ABOUT THIS TASK
Once the line containing "hands out pages" has been copied, stop; copy every line before it exactly, beginning with the first line of the material below.

THE INPUT
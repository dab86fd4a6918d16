//! Document loading and page rasterization interfaces.
//!
//! The viewer never parses PDF itself. A [`Backend`] opens documents, a
//! [`DocumentHandle`] hands out pages and metadata, and a [`PageHandle`]
//! rasterizes sub-regions of one page.

use std::path::Path;

use image::RgbaImage;

use crate::error::BackendError;
use crate::geometry::{IRect, SizeF};
use crate::metadata::Metadata;
use crate::orientation::PageOrientation;

/// Reference resolution of PDF user space: one point is 1/72 inch.
pub const POINTS_PER_INCH: f64 = 72.0;

pub trait Backend {
    type Document: DocumentHandle;

    /// Open a document.
    ///
    /// # Errors
    ///
    /// [`BackendError::Unreadable`] when the file cannot be parsed, or
    /// [`BackendError::Locked`] when the backend refuses to open an encrypted
    /// document without a password.
    fn load(&self, path: &Path) -> Result<Self::Document, BackendError>;
}

pub trait DocumentHandle {
    type Page: PageHandle;

    fn is_locked(&self) -> bool;

    fn page_count(&self) -> usize;

    fn page(&self, index: usize) -> Result<Self::Page, BackendError>;

    fn metadata(&self) -> Metadata;
}

pub trait PageHandle {
    /// Unrotated page size in points.
    fn natural_size(&self) -> SizeF;

    /// Rasterize `request.clip` of the page. The returned bitmap is
    /// `clip.width x clip.height` pixels.
    fn rasterize(&self, request: &RasterRequest) -> Result<RgbaImage, BackendError>;
}

/// One rasterization call.
///
/// `clip` lives in pixel space of the page rendered at `dpi_x`/`dpi_y` and
/// rotated by `orientation`, with the origin at the rotated page's top-left.
#[derive(Debug, Clone, Copy, PartialEq)]
pub struct RasterRequest {
    pub dpi_x: f64,
    pub dpi_y: f64,
    pub clip: IRect,
    pub orientation: PageOrientation,
}

impl RasterRequest {
    pub fn at_scale(scale: f64, clip: IRect, orientation: PageOrientation) -> Self {
        Self {
            dpi_x: POINTS_PER_INCH * scale,
            dpi_y: POINTS_PER_INCH * scale,
            clip,
            orientation,
        }
    }

    /// Pixels per point on the horizontal axis.
    pub fn scale_x(&self) -> f64 {
        self.dpi_x / POINTS_PER_INCH
    }

    pub fn scale_y(&self) -> f64 {
        self.dpi_y / POINTS_PER_INCH
    }
}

SOLVED EXERCISE
repository dab86fd4a6918d16
//! Document loading and page rasterization interfaces.
//!
//! The viewer never parses PDF itself. A [`Backend`] opens documents, a
//! [`DocumentHandle`] hands out pages and metadata, and a [`PageHandle`]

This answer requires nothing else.